RAID3 can be faster, but performs worse in degraded mode,or
something like that.
\_ What class server? It kind of depends, since if you have something
like a 4500 available, you're not going to notice any performance
impact for most things a "small workgroup" will be able to do.
Also, you'll want to know how much i/o your disks (array?
internal? SCSI? Fiber?) can handle at any given time, since if
you're doing a lot of moving stuff around, your bus may choke
before you need to start worrying about RAID performance. Also
maybe play with different stripe sizes. I'd tend to RAID5, just
because I've had too many disks puke on me, and because I
usually don't need to do a lot of writes, assuming you can't do
0+1. -John
\_ Oh yeah, if you run Veritas, version 3 can do 1+0, which is
pretty spiffy. -John
\_ They both suck. Use 0+1, disk is cheap. -tom
\_ tom is right. Unless your RAID 5 is hardware RAID 5
with a serious RAM buffer, your performance will lag.
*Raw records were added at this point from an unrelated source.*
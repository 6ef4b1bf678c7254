//! Glance sync: the host publishes a minimal snapshot, a separate renderer reads it.
//!
//! ```text
//! SessionController → SharedStatePublisher → SharedRegion → glance renderer
//!      (host)             (single writer)      (file/mem)     (read-only)
//! ```
//!
//! - [`region`]: the key-value regions (file-backed and in-memory)
//! - [`publisher`]: publish/read of [`PublishedSnapshot`]

mod publisher;
mod region;

pub use publisher::SharedStatePublisher;
pub use region::{FileRegion, MemoryRegion, SharedRegion};
pub use shoot_glance_protocol::{PublishedSnapshot, RefreshPolicy, RegionValue};
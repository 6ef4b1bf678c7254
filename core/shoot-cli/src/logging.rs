//! File logging for the CLI.
//!
//! Logs go to a daily rolling file under `<root>/logs/` so stdout stays
//! reserved for the timer and command output.

use std::env;
use std::path::Path;

use tracing_appender::non_blocking::WorkerGuard;
use tracing_subscriber::EnvFilter;

pub const DEBUG_LOG_ENV: &str = "SHOOTCLOCK_DEBUG_LOG";
const LOG_FILE_PREFIX: &str = "shootclock.log";

/// Installs the global subscriber. The returned guard must live until exit
/// or buffered lines are lost.
pub fn init(logs_dir: &Path) -> Option<WorkerGuard> {
    let filter = filter_from_env();

    if let Err(err) = fs_err::create_dir_all(logs_dir) {
        // No log directory; fall back to stderr rather than losing everything.
        tracing_subscriber::fmt()
            .with_env_filter(filter)
            .with_writer(std::io::stderr)
            .init();
        tracing::warn!(error = %err, "Log directory unavailable; logging to stderr");
        return None;
    }

    let appender = tracing_appender::rolling::daily(logs_dir, LOG_FILE_PREFIX);
    let (writer, guard) = tracing_appender::non_blocking(appender);
    tracing_subscriber::fmt()
        .with_env_filter(filter)
        .with_writer(writer)
        .with_ansi(false)
        .init();
    Some(guard)
}

fn filter_from_env() -> EnvFilter {
    let debug_enabled = env::var(DEBUG_LOG_ENV)
        .map(|value| matches!(value.as_str(), "1" | "true" | "TRUE" | "yes" | "YES"))
        .unwrap_or(false);
    if debug_enabled {
        EnvFilter::new("debug")
    } else {
        EnvFilter::try_from_default_env().unwrap_or_else(|_| EnvFilter::new("info"))
    }
}
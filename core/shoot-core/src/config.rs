//! Configuration loading and saving.
//!
//! `config.json` is optional. Missing fields take defaults, and a missing or
//! unreadable file yields the default configuration rather than an error.

use std::time::Duration;

use serde::{Deserialize, Serialize};
use shoot_glance_protocol::DEFAULT_NAMESPACE;
use tracing::warn;

use crate::boot::STARTUP_TIMEOUT;
use crate::error::{Result, ShootError};
use crate::storage::{atomic_write, StorageConfig};

pub const DEFAULT_TAG_GROUP: &str = "General";

#[derive(Debug, Clone, PartialEq, Eq, Serialize, Deserialize)]
#[serde(default)]
pub struct ShootConfig {
    /// Upper bound for the durable store bootstrap before safe mode.
    pub boot_timeout_secs: u64,
    /// Host tick cadence; also the glance publish cadence while running.
    pub tick_interval_ms: u64,
    /// Label used for tags saved without a group.
    pub default_tag_group: String,
    pub glance_namespace: String,
}

impl Default for ShootConfig {
    fn default() -> Self {
        Self {
            boot_timeout_secs: STARTUP_TIMEOUT.as_secs(),
            tick_interval_ms: 1_000,
            default_tag_group: DEFAULT_TAG_GROUP.to_string(),
            glance_namespace: DEFAULT_NAMESPACE.to_string(),
        }
    }
}

impl ShootConfig {
    pub fn boot_timeout(&self) -> Duration {
        Duration::from_secs(self.boot_timeout_secs.max(1))
    }

    pub fn tick_interval(&self) -> Duration {
        Duration::from_millis(self.tick_interval_ms.max(100))
    }
}

/// Loads the configuration, returning defaults if the file is missing or malformed.
pub fn load_config(storage: &StorageConfig) -> ShootConfig {
    let path = storage.config_file();
    let content = match std::fs::read_to_string(&path) {
        Ok(content) => content,
        Err(err) if err.kind() == std::io::ErrorKind::NotFound => return ShootConfig::default(),
        Err(err) => {
            warn!(error = %err, path = %path.display(), "Failed to read config; using defaults");
            return ShootConfig::default();
        }
    };

    match serde_json::from_str(&content) {
        Ok(config) => config,
        Err(err) => {
            warn!(error = %err, path = %path.display(), "Malformed config; using defaults");
            ShootConfig::default()
        }
    }
}

/// Saves the configuration to disk.
pub fn save_config(storage: &StorageConfig, config: &ShootConfig) -> Result<()> {
    let content = serde_json::to_string_pretty(config).map_err(|e| ShootError::Json {
        context: "serializing config".to_string(),
        source: e,
    })?;
    atomic_write(&storage.config_file(), &content)
}

#[cfg(test)]
mod tests {
    use super::*;
    use tempfile::tempdir;

    #[test]
    fn missing_file_yields_defaults() {
        let temp = tempdir().expect("temp dir");
        let storage = StorageConfig::with_root(temp.path().to_path_buf());
        let config = load_config(&storage);
        assert_eq!(config, ShootConfig::default());
        assert_eq!(config.boot_timeout(), Duration::from_secs(5));
        assert_eq!(config.tick_interval(), Duration::from_secs(1));
    }

    #[test]
    fn partial_file_fills_defaults() {
        let temp = tempdir().expect("temp dir");
        let storage = StorageConfig::with_root(temp.path().to_path_buf());
        std::fs::write(storage.config_file(), r#"{"default_tag_group": "Weddings"}"#)
            .expect("write");

        let config = load_config(&storage);
        assert_eq!(config.default_tag_group, "Weddings");
        assert_eq!(config.boot_timeout_secs, 5);
    }

    #[test]
    fn malformed_file_yields_defaults() {
        let temp = tempdir().expect("temp dir");
        let storage = StorageConfig::with_root(temp.path().to_path_buf());
        std::fs::write(storage.config_file(), "not json").expect("write");
        assert_eq!(load_config(&storage), ShootConfig::default());
    }

    #[test]
    fn save_then_load() {
        let temp = tempdir().expect("temp dir");
        let storage = StorageConfig::with_root(temp.path().join("root"));
        let config = ShootConfig {
            boot_timeout_secs: 9,
            ..ShootConfig::default()
        };
        save_config(&storage, &config).expect("save");
        assert_eq!(load_config(&storage), config);
    }

    #[test]
    fn zero_intervals_are_clamped() {
        let config = ShootConfig {
            boot_timeout_secs: 0,
            tick_interval_ms: 0,
            ..ShootConfig::default()
        };
        assert_eq!(config.boot_timeout(), Duration::from_secs(1));
        assert_eq!(config.tick_interval(), Duration::from_millis(100));
    }
}
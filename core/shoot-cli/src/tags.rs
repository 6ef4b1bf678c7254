//! `shootclock tags`: the tag catalog over the booted store.

use clap::Subcommand;
use shoot_core::config::ShootConfig;
use shoot_core::storage::StorageConfig;
use shoot_core::tags::{Tag, TagCatalog};

use crate::boot;

#[derive(Subcommand)]
pub enum TagCommand {
    /// List tags grouped by group name
    List {
        /// Print groups as JSON
        #[arg(long)]
        json: bool,
    },

    /// Add a tag at the end of its group
    Add {
        name: String,

        #[arg(long)]
        group: Option<String>,
    },

    /// Rename a tag, optionally moving it to another group
    Rename {
        id: String,
        name: String,

        #[arg(long)]
        group: Option<String>,
    },

    Activate { id: String },

    Deactivate { id: String },

    /// Move a tag to a position within its group
    Move { id: String, index: u32 },

    Remove { id: String },
}

pub fn run(storage: &StorageConfig, config: &ShootConfig, command: TagCommand) -> Result<(), String> {
    let arbiter = boot::arbiter(storage, config);
    let store = boot::runtime()?.block_on(boot::ready_store(&arbiter));
    boot::marker(storage).mark_clean_exit();
    let catalog = TagCatalog::with_default_group(store?, &config.default_tag_group);

    match command {
        TagCommand::List { json } => {
            let groups = catalog.list_by_group()?;
            if json {
                let out = serde_json::to_string_pretty(&groups)
                    .map_err(|e| format!("Failed to serialize tags: {}", e))?;
                println!("{}", out);
            } else {
                for group in groups {
                    println!("{}", group.name);
                    for tag in &group.tags {
                        println!("  {}", describe(tag));
                    }
                }
            }
        }
        TagCommand::Add { name, group } => {
            let tag = catalog.add(&name, group.as_deref())?;
            println!("{}", describe(&tag));
        }
        TagCommand::Rename { id, name, group } => {
            let tag = catalog.update(&id, &name, group.as_deref())?;
            println!("{}", describe(&tag));
        }
        TagCommand::Activate { id } => {
            catalog.set_active(&id, true)?;
        }
        TagCommand::Deactivate { id } => {
            catalog.set_active(&id, false)?;
        }
        TagCommand::Move { id, index } => {
            let tag = catalog.move_tag(&id, index)?;
            println!("{}", describe(&tag));
        }
        TagCommand::Remove { id } => {
            catalog.remove(&id)?;
        }
    }
    Ok(())
}

fn describe(tag: &Tag) -> String {
    let marker = if tag.is_active { ' ' } else { '-' };
    format!(
        "{}{:>2}  {}  {} [{}]",
        marker, tag.sort_index, tag.id, tag.name, tag.group
    )
}
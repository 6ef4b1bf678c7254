//! `shootclock run`: the interactive terminal host.
//!
//! Boots the durable store through the arbiter, then multiplexes a tick
//! interval with stdin commands on a single-threaded runtime. While in safe
//! mode only `retry`, `status` and `quit` are accepted.

use std::sync::Arc;
use std::time::Duration;

use shoot_core::boot::BootOutcome;
use shoot_core::clock::SystemClock;
use shoot_core::config::ShootConfig;
use shoot_core::engine::SessionEngine;
use shoot_core::storage::StorageConfig;
use shoot_core::store::Store;
use shoot_core::types::TimerReadoutFfi;
use tokio::io::{AsyncBufReadExt, BufReader};
use tokio::time::MissedTickBehavior;
use tracing::{info, warn};

use crate::boot::{self, StoreArbiter};

const HELP: &str = "commands: go | end | on | off | retry | status | quit";

#[derive(Debug, Clone, Copy, PartialEq, Eq)]
enum Command {
    Go,
    End,
    On,
    Off,
    Retry,
    Status,
    Quit,
}

impl Command {
    fn parse(line: &str) -> Option<Self> {
        match line.trim().to_ascii_lowercase().as_str() {
            "go" | "g" => Some(Command::Go),
            "end" | "e" => Some(Command::End),
            "on" => Some(Command::On),
            "off" => Some(Command::Off),
            "retry" => Some(Command::Retry),
            "status" | "s" => Some(Command::Status),
            "quit" | "q" | "exit" => Some(Command::Quit),
            _ => None,
        }
    }

    fn needs_ready_store(self) -> bool {
        matches!(self, Command::Go | Command::End | Command::On | Command::Off)
    }
}

pub fn run(storage: &StorageConfig, config: &ShootConfig) -> Result<(), String> {
    storage.ensure_root()?;
    let arbiter = boot::arbiter(storage, config);
    let engine = SessionEngine::with_storage(storage.clone(), Arc::new(SystemClock));

    let runtime = boot::runtime()?;
    let result = runtime.block_on(event_loop(&arbiter, &engine, config));
    // A pending stdin read lives on the blocking pool; don't wait for it.
    runtime.shutdown_timeout(Duration::from_millis(100));
    result?;

    boot::marker(storage).mark_clean_exit();
    info!("Clean exit recorded");
    Ok(())
}

async fn event_loop(
    arbiter: &StoreArbiter,
    engine: &SessionEngine,
    config: &ShootConfig,
) -> Result<(), String> {
    arbiter.start();
    let mut outcome = arbiter.wait_resolved().await;
    report_outcome(&outcome);
    println!("{}", HELP);

    let mut ticker = tokio::time::interval(config.tick_interval());
    ticker.set_missed_tick_behavior(MissedTickBehavior::Skip);
    let mut lines = BufReader::new(tokio::io::stdin()).lines();

    loop {
        tokio::select! {
            _ = ticker.tick() => {
                if outcome.is_ready() {
                    let readout = engine.tick();
                    if readout.is_running {
                        print_readout(&readout);
                    }
                }
            }
            line = lines.next_line() => {
                let line = line.map_err(|e| format!("Failed to read stdin: {}", e))?;
                let Some(line) = line else {
                    info!("stdin closed; leaving");
                    return Ok(());
                };
                if line.trim().is_empty() {
                    continue;
                }
                let Some(command) = Command::parse(&line) else {
                    println!("unknown command {:?}; {}", line.trim(), HELP);
                    continue;
                };
                if command == Command::Quit {
                    return Ok(());
                }
                if command.needs_ready_store() && !outcome.is_ready() {
                    println!("safe mode: type `retry` to try starting again");
                    continue;
                }
                if command == Command::Retry {
                    arbiter.retry();
                    outcome = arbiter.wait_resolved().await;
                    report_outcome(&outcome);
                    continue;
                }
                apply(engine, command, &outcome);
            }
        }
    }
}

fn apply(engine: &SessionEngine, command: Command, outcome: &BootOutcome<Store>) {
    match command {
        Command::Go => match engine.primary_action() {
            Ok(stage) => println!("-> {}", stage),
            Err(rejection) => {
                warn!(%rejection, "Primary action rejected");
                println!("! {}", rejection);
            }
        },
        Command::End => match engine.end_session() {
            Ok(stage) => println!("-> {}", stage),
            Err(rejection) => println!("! {}", rejection),
        },
        Command::On => {
            engine.set_on_duty(true);
            println!("on duty");
        }
        Command::Off => {
            engine.set_on_duty(false);
            println!("off duty");
        }
        Command::Status => {
            report_outcome(outcome);
            print_readout(&engine.readout());
            println!("glance: {}", engine.glance().line);
        }
        Command::Retry | Command::Quit => {}
    }
}

fn report_outcome(outcome: &BootOutcome<Store>) {
    match outcome {
        BootOutcome::Ready { mode, warning, .. } => {
            println!("ready ({})", mode);
            if let Some(warning) = warning {
                println!("warning: {}", warning);
            }
        }
        BootOutcome::SafeMode { message, mode } => {
            println!("safe mode ({}): {}", mode, message);
        }
        BootOutcome::Loading => println!("loading"),
    }
}

fn print_readout(readout: &TimerReadoutFfi) {
    let duty = if readout.on_duty { "on duty" } else { "off duty" };
    println!(
        "[{}] {:<9} total {}  stage {}",
        duty,
        readout.stage.as_str(),
        readout.total_label,
        readout.stage_label
    );
}

#[cfg(test)]
mod tests {
    use super::*;

    #[test]
    fn commands_parse_with_aliases() {
        assert_eq!(Command::parse(" GO "), Some(Command::Go));
        assert_eq!(Command::parse("q"), Some(Command::Quit));
        assert_eq!(Command::parse("status"), Some(Command::Status));
        assert_eq!(Command::parse("dance"), None);
    }

    #[test]
    fn only_session_commands_need_a_ready_store() {
        assert!(Command::Go.needs_ready_store());
        assert!(Command::Off.needs_ready_store());
        assert!(!Command::Retry.needs_ready_store());
        assert!(!Command::Status.needs_ready_store());
    }
}
//! Key-value regions visible to a second, read-only process.
//!
//! The region is a versionless last-write-wins register from the host's point
//! of view. File-backed regions replace the whole document atomically so a
//! renderer never observes half of a snapshot.

use std::collections::HashMap;
use std::path::{Path, PathBuf};
use std::sync::RwLock;

use fs_err as fs;
use shoot_glance_protocol::{RegionDocument, RegionValue};
use tracing::warn;

use crate::error::{Result, ShootError};
use crate::storage::atomic_write;

pub trait SharedRegion: Send + Sync {
    fn get(&self, key: &str) -> Option<RegionValue>;

    fn set(&self, key: &str, value: RegionValue) -> Result<()>;

    fn remove(&self, key: &str) -> Result<()>;

    /// Applies several changes as one write. `None` removes the key.
    fn apply(&self, changes: &[(&str, Option<RegionValue>)]) -> Result<()> {
        for (key, value) in changes {
            match value {
                Some(value) => self.set(key, *value)?,
                None => self.remove(key)?,
            }
        }
        Ok(())
    }
}

// ─────────────────────────────────────────────────────────────────────────────
// In-memory region
// ─────────────────────────────────────────────────────────────────────────────

#[derive(Debug, Default)]
pub struct MemoryRegion {
    entries: RwLock<HashMap<String, RegionValue>>,
}

impl MemoryRegion {
    pub fn new() -> Self {
        Self::default()
    }
}

impl SharedRegion for MemoryRegion {
    fn get(&self, key: &str) -> Option<RegionValue> {
        self.entries
            .read()
            .unwrap_or_else(|e| e.into_inner())
            .get(key)
            .copied()
    }

    fn set(&self, key: &str, value: RegionValue) -> Result<()> {
        self.entries
            .write()
            .unwrap_or_else(|e| e.into_inner())
            .insert(key.to_string(), value);
        Ok(())
    }

    fn remove(&self, key: &str) -> Result<()> {
        self.entries
            .write()
            .unwrap_or_else(|e| e.into_inner())
            .remove(key);
        Ok(())
    }

    fn apply(&self, changes: &[(&str, Option<RegionValue>)]) -> Result<()> {
        let mut entries = self.entries.write().unwrap_or_else(|e| e.into_inner());
        for (key, value) in changes {
            match value {
                Some(value) => entries.insert(key.to_string(), *value),
                None => entries.remove(*key),
            };
        }
        Ok(())
    }
}

// ─────────────────────────────────────────────────────────────────────────────
// File-backed region
// ─────────────────────────────────────────────────────────────────────────────

/// One JSON document per namespace, e.g. `~/.shootclock/glance/group.shootclock.glance.json`.
#[derive(Debug, Clone)]
pub struct FileRegion {
    path: PathBuf,
}

impl FileRegion {
    /// Opens (creating the directory if needed) the region for `namespace`.
    ///
    /// Fails when the directory cannot be created, which callers treat as
    /// "region unavailable on this host".
    pub fn open(dir: &Path, namespace: &str) -> Result<Self> {
        fs::create_dir_all(dir).map_err(|e| ShootError::Io {
            context: format!("creating glance region dir {}", dir.display()),
            source: e,
        })?;
        Ok(Self {
            path: dir.join(format!("{}.json", namespace)),
        })
    }

    pub fn path(&self) -> &Path {
        &self.path
    }

    /// Reads the current document. Missing, empty, corrupt or foreign-version
    /// files all read as an empty region.
    fn load(&self) -> RegionDocument {
        let bytes = match fs::read(&self.path) {
            Ok(bytes) => bytes,
            Err(err) if err.kind() == std::io::ErrorKind::NotFound => {
                return RegionDocument::default()
            }
            Err(err) => {
                warn!(error = %err, path = %self.path.display(), "Failed to read glance region");
                return RegionDocument::default();
            }
        };

        match RegionDocument::parse(&bytes) {
            Ok(document) => document,
            Err(err) => {
                warn!(error = %err, path = %self.path.display(), "Ignoring unreadable glance region");
                RegionDocument::default()
            }
        }
    }

    fn store(&self, document: &RegionDocument) -> Result<()> {
        let content = serde_json::to_string_pretty(document).map_err(|e| ShootError::Json {
            context: "serializing glance region".to_string(),
            source: e,
        })?;
        atomic_write(&self.path, &content)
    }
}

impl SharedRegion for FileRegion {
    fn get(&self, key: &str) -> Option<RegionValue> {
        self.load().entries.get(key).copied()
    }

    fn set(&self, key: &str, value: RegionValue) -> Result<()> {
        self.apply(&[(key, Some(value))])
    }

    fn remove(&self, key: &str) -> Result<()> {
        self.apply(&[(key, None)])
    }

    fn apply(&self, changes: &[(&str, Option<RegionValue>)]) -> Result<()> {
        let mut document = self.load();
        for (key, value) in changes {
            match value {
                Some(value) => document.entries.insert(key.to_string(), *value),
                None => document.entries.remove(*key),
            };
        }
        self.store(&document)
    }
}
Test it yourself by making a RAID 5 partition and 0+1
on the same machine, and do some benchmarks. Here's
some numbers to give you a feel:
time mkfile 1024M test
Raid 0+1 Ultra 450 2 X 296 MHz:
0.0u 21.0s 0:52 39% 0+0k 0+0io 0pf+0w
NO Raid, Single disk, Ultra 450 2 X 296 MHz:
0.0u 17.0s 1:28 19% 0+0k 0+0io 0pf+0w
Hardware Raid 5 Ultra 2 2 X 296 MHz:
0.0u 18.0s 1:37 18% 0+0k 0+0io 0pf+0w
Software Raid 5 Sparc 20:
3.0u 158.0s 19:13 13% 0+0k 0+0io 0pf+0w
(One of the twinks out here is using this as a home
directory server for the whole department and
can't figure out why everyone is complaining
that things are slow) -ax
\_ not that I dont agree that sw RAID 5 can be hazardous
to Sysadmin health, but is it appropriate to compare
software RAID 5 on a sparc20 running at what, 150MHz
max, versus dual ultra hardware RAID 5 , stripe/mirror
or simple filesystems? --Jon
\_ Thanks for the ideas, guys. I hadn't thought of
comparing to 1/0 numbers, so I configured that way
also. This is an E450 4x400 MHz running a SUN
StoreEdge RAID (hardware RAID). The disks are 18 GB
Fujitsu's (SUN OEM). RAID 3 beat even RAID 1/0 in
many benchmarks on this system. Even when not, the
differences weren't much. --dim
\_ raid levels have different performance characteristics
for different workloads --jon
\_ 0 - normal
1 - nothing gained from mirroring
2 - does this even exist?
3 - higher handwidth
4 - does this either?
\_ Yes, NetApps use RAID-4, but most other
systems skip straight to RAID-5.
5 - lower average latency
6 - obviously I have no idea what I'm talking about
but I was smoking pot and felt compelled to
\_ DON'T FORGET. MICROSOFT INVENTED RAID SO IT MUST BE GOOD.
\_ I thought Al Gore did.
\_ you know al gore NEVER said he invented the
internet.
\_ Oops, I meant created: "During my service in the
United States Congress, I took the initiative in
creating the Internet."
\_ THIS MAN WANTS TO BE OUR PRESIDENT. RUN FOR
YOUR LIVES!
\_ Actually yes. Al Bore isn't as
smart as Bill C. His wacko ideas
about the environment will derail
progress and prosperity in this
country and throughout the world.
His weak foreign policy will allow
RED CHINA to attack/seize Taiwan
resulting in the unnessary loss of
life of the Taiwanese people. We
also won't get involved until its
too late and will probably lose the
first few encounters resulting in
the loss of American Lives. GW isn't
great (I voted for McCain), but
he's not a kook like Bore.
\_ people still say things like
Red China? Didn't that go out
with the 60s? Let me guess,
you are Taiwanese?
\_ got coke? -gwbush
\_ NO, MICROSOFT INVENTED EVERYTHING, INCLUDING THE
INTERNET. MICROSOFT IS PROMOTING INOVATION.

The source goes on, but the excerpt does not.